Traditional online games have their own database, their own payment system, and their own user profiles. Each game is a closed universe. But blockchain-based games are different. They all rely on the same basic identity system, payment system, and database. They can build some proprietary systems on top of it, but their default option is to share the same systems.

This might sound confusing to anyone who hasn't used a blockchain wallet. But those who do immediately notice that they can use the same account (and set of public-private keys) to access multiple sites, apps, and games — without creating an individual account on either of them. They also notice how their digital money, assets, and transaction history automatically travel with them.

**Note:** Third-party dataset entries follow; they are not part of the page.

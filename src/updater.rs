use crate::{AcquisitionEngine, FormValues, Histogram, PulseWindow, RunController, RunSignal};
use log::debug;
use std::{sync::Arc, thread};

/// Full-scale ADC value of the 8-bit scope.
pub const ADC_RANGE: f64 = 255.0;
/// Samples per waveform.
pub const TRACE_LEN: f64 = 1000.0;

#[derive(Debug, Clone, Copy, PartialEq, Eq)]
pub enum MarkerRole {
    LowerBound,
    UpperBound,
    Threshold,
}

/// Everything one redraw needs, published as a single message so the pulse
/// and histogram regions always repaint together.
#[derive(Debug, Clone, Default)]
pub struct PlotFrame {
    pub trace: Vec<(f64, f64)>,
    pub window: PulseWindow,
    pub capture_rate: f64,
    pub online: bool,
    pub histogram: Histogram,
}

impl PlotFrame {
    /// Collect the current engine state.
    pub fn capture(engine: &dyn AcquisitionEngine, online: bool) -> Self {
        Self {
            trace: engine.trace(),
            window: engine.window(),
            capture_rate: engine.capture_rate(),
            online,
            histogram: engine.histogram(),
        }
    }

    /// Marker lines over the pulse trace as two-point segments.
    pub fn markers(&self) -> [(MarkerRole, [(f64, f64); 2]); 3] {
        let t_min = self.window.t_min as f64;
        let t_max = self.window.t_max as f64;
        let thr = self.window.threshold as f64;
        [
            (MarkerRole::LowerBound, [(t_min, 0.0), (t_min, ADC_RANGE)]),
            (MarkerRole::UpperBound, [(t_max, 0.0), (t_max, ADC_RANGE)]),
            (MarkerRole::Threshold, [(0.0, thr), (TRACE_LEN, thr)]),
        ]
    }

    pub fn trace_summary(&self) -> [String; 2] {
        [
            format!("Samples/sec: {:.1}", self.capture_rate),
            format!("Online: {}", if self.online { "True" } else { "False" }),
        ]
    }

    pub fn histogram_summary(&self) -> [String; 3] {
        [
            format!("Entries: {}", self.histogram.entries()),
            format!("Underflow: {}", self.histogram.underflow()),
            format!("Overflow: {}", self.histogram.overflow()),
        ]
    }
}

/// Background loop of one run: pushes the operator's pulse window to the
/// engine and publishes a frame every update period, then one trailing frame
/// after the run ends.
pub struct OnlineUpdater {
    controller: Arc<RunController>,
    signal: Arc<RunSignal>,
}

impl OnlineUpdater {
    pub fn new(controller: Arc<RunController>, signal: Arc<RunSignal>) -> Self {
        Self { controller, signal }
    }

    pub fn run(self) {
        let period = self.controller.update_period();
        loop {
            // run ended by the engine, e.g. event cap reached
            if !self.controller.engine().is_run_active() {
                self.controller.stop_run(&self.signal);
            }
            if !self.signal.is_raised() {
                break;
            }
            if self.signal.wait_cleared(period) {
                break;
            }
            self.update();
        }

        // let the engine settle on its final event
        thread::sleep(period);
        self.update();
        debug!("online updater finished");
    }

    fn update(&self) {
        let engine = self.controller.engine();
        push_window(engine, &self.controller.form().snapshot());
        self.controller
            .publish(PlotFrame::capture(engine, self.controller.is_busy()));
    }
}

/// Forward the form's pulse window to the engine; malformed text leaves the
/// engine's previous window in effect.
pub fn push_window(engine: &dyn AcquisitionEngine, values: &FormValues) {
    match values.pulse_window() {
        Some(window) => engine.set_window(window),
        None => debug!(
            "pulse window unchanged, bad input {:?} {:?} {:?}",
            values.t_min, values.t_max, values.threshold
        ),
    }
}

#[cfg(test)]
mod tests {
    use super::*;
    use crate::{engine::mock::MockEngine, Conf, HistogramConfig};

    #[test]
    fn empty_engine_renders() {
        let engine = MockEngine::default();
        let frame = PlotFrame::capture(&engine, false);
        assert!(frame.trace.is_empty());
        assert_eq!(
            frame.histogram_summary(),
            ["Entries: 0", "Underflow: 0", "Overflow: 0"]
        );
        assert_eq!(frame.trace_summary(), ["Samples/sec: 12.3", "Online: False"]);
    }

    #[test]
    fn summaries_follow_histogram() {
        let engine = MockEngine::default();
        engine.configure_histogram(HistogramConfig::new(10, 0.0, 1.0).unwrap());
        {
            let mut h = engine.histogram.lock().unwrap();
            h.fill(-1.0);
            h.fill(0.5);
            h.fill(2.0);
            h.fill(3.0);
        }
        let frame = PlotFrame::capture(&engine, true);
        assert_eq!(
            frame.histogram_summary(),
            ["Entries: 4", "Underflow: 1", "Overflow: 2"]
        );
    }

    #[test]
    fn push_window_applies_all_or_nothing() {
        let engine = MockEngine::default();
        let mut values = FormValues::from_config(&Conf::load(None).unwrap());
        values.t_min = "5".into();
        values.t_max = "50".into();
        values.threshold = "7".into();
        push_window(&engine, &values);
        let applied = engine.window();
        assert_eq!(applied.t_min, 5);

        values.t_min = "6".into();
        values.threshold = "seven".into();
        push_window(&engine, &values);
        assert_eq!(engine.window(), applied);
    }

    #[test]
    fn marker_geometry() {
        let frame = PlotFrame {
            window: PulseWindow {
                t_min: 100,
                t_max: 900,
                threshold: 50,
            },
            ..Default::default()
        };
        let [lo, hi, thr] = frame.markers();
        assert_eq!(lo, (MarkerRole::LowerBound, [(100.0, 0.0), (100.0, ADC_RANGE)]));
        assert_eq!(hi.0, MarkerRole::UpperBound);
        assert_eq!(thr.1, [(0.0, 50.0), (TRACE_LEN, 50.0)]);
    }
}
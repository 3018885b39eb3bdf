use crate::{Histogram, HistogramConfig, HistogramWriter, PulseWindow};
use anyhow::Result;

/// Everything the console needs from the acquisition back end.
///
/// Implementations own device I/O, pulse integration and histogram
/// accumulation; all methods take `&self` so the engine can be shared between
/// the foreground form and the online updater thread.
pub trait AcquisitionEngine: Send + Sync {
    fn configure_histogram(&self, config: HistogramConfig);

    /// Event cap for the next run, 0 means unbounded.
    fn set_max_events(&self, n: u64);

    fn begin(&self, device: &str);

    fn end(&self);

    /// False once the run has ended, either by `end` or on the engine's own
    /// account (event cap reached, device fault).
    fn is_run_active(&self) -> bool;

    fn set_window(&self, window: PulseWindow);

    fn window(&self) -> PulseWindow;

    /// Latest pulse shape as `(time bin, ADC value)` points.
    fn trace(&self) -> Vec<(f64, f64)>;

    /// Snapshot of the ADC sum distribution.
    fn histogram(&self) -> Histogram;

    /// Events per second since the run began.
    fn capture_rate(&self) -> f64;

    fn histogram_entries(&self) -> u64 {
        self.histogram().entries()
    }

    fn histogram_underflow(&self) -> u64 {
        self.histogram().underflow()
    }

    fn histogram_overflow(&self) -> u64 {
        self.histogram().overflow()
    }

    fn persist_histogram(&self, out: &mut HistogramWriter) -> Result<()>;
}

But it doesn't end there. The interoperability of these multiple apps and games is not just convenient. It opens up the possibility to enforce rules and contracts across a broader "universe." For example, you can use a digital item that you bought in one app in order to get a loan on another app. The blockchain enables the second app to verify that you actually own that item, and to prevent you from selling it to anyone until you repay your loan.

If you don't repay your loan, the lender doesn't need to sue you or resort to the offline legal system. They have the power to confiscate the asset you used as collateral. In fact, this will probably happen automatically unless you repay the loan on time.

This example may sound frivolous or silly (who cares about digital assets?). But as more economic activity shifts online, more digital assets will be used as collateral for loans and as the foundations of new financial products. And, increasingly, business will be governed by systems that are independent of traditional laws.

The ability to enforce laws across apps and websites also makes it possible to do business with strangers. In the offline world, I need to verify the seller has the goods and the seller needs to verify I have the money. And both of us need to ensure we'll get what we bargained for (the actual goods/money) once the deal is complete. Doing so is often expensive and fraught with risk. In a Blockchain-based deal, each of us can easily verify that the other has what they claim to have, and the deal itself cannot happen unless all terms have been fulfilled (see the video about Smart Contracts above, for more details).

This has implications that go well beyond gaming or buying JPEGs online. Consider the case of eGirl Capital, an investment "firm" made of anonymous partners. eGirl Capital's "portfolio companies" might not know the real identity of their investors. In fact, the investors themselves might not know each other's names. But they don't need to. Their fund runs on a smart contract that verifies each of them contributes what they promised to contribute and ensures that the profits from their investment will be distributed based on a pre-agreed plan.

Smart contracts enable large groups of people to pool their money and control how it is invested or shared without having to know anything about each other. Such contracts can be used to form investment groups, raise money for non-profit campaigns, or fund anything else people want to do together.  Smart contracts can create incentive structures that encourage (and sometimes force) people to follow a series of actions.

So far, so good. It's nice to have rules and assets that work in the digital world. But what about the physical world? The internet still needs cables, wifi, and other things from the outside. We can't all live online. Or can we?

This year, we saw how online communities and protocols can marshal offline resources. A group of strangers raised over $40 million in one week in order to buy a physical document. Other groups of strangers are trying to raise even more money to buy an NBA team or finance power plants. And an online protocol successfully incentivizes people to install and maintain internet base stations in their offices and homes.

It's early. But these early initiatives point towards a future in which the internet produces its own goods, enforces its own rules and incentivizes the offline world to provide whatever it needs.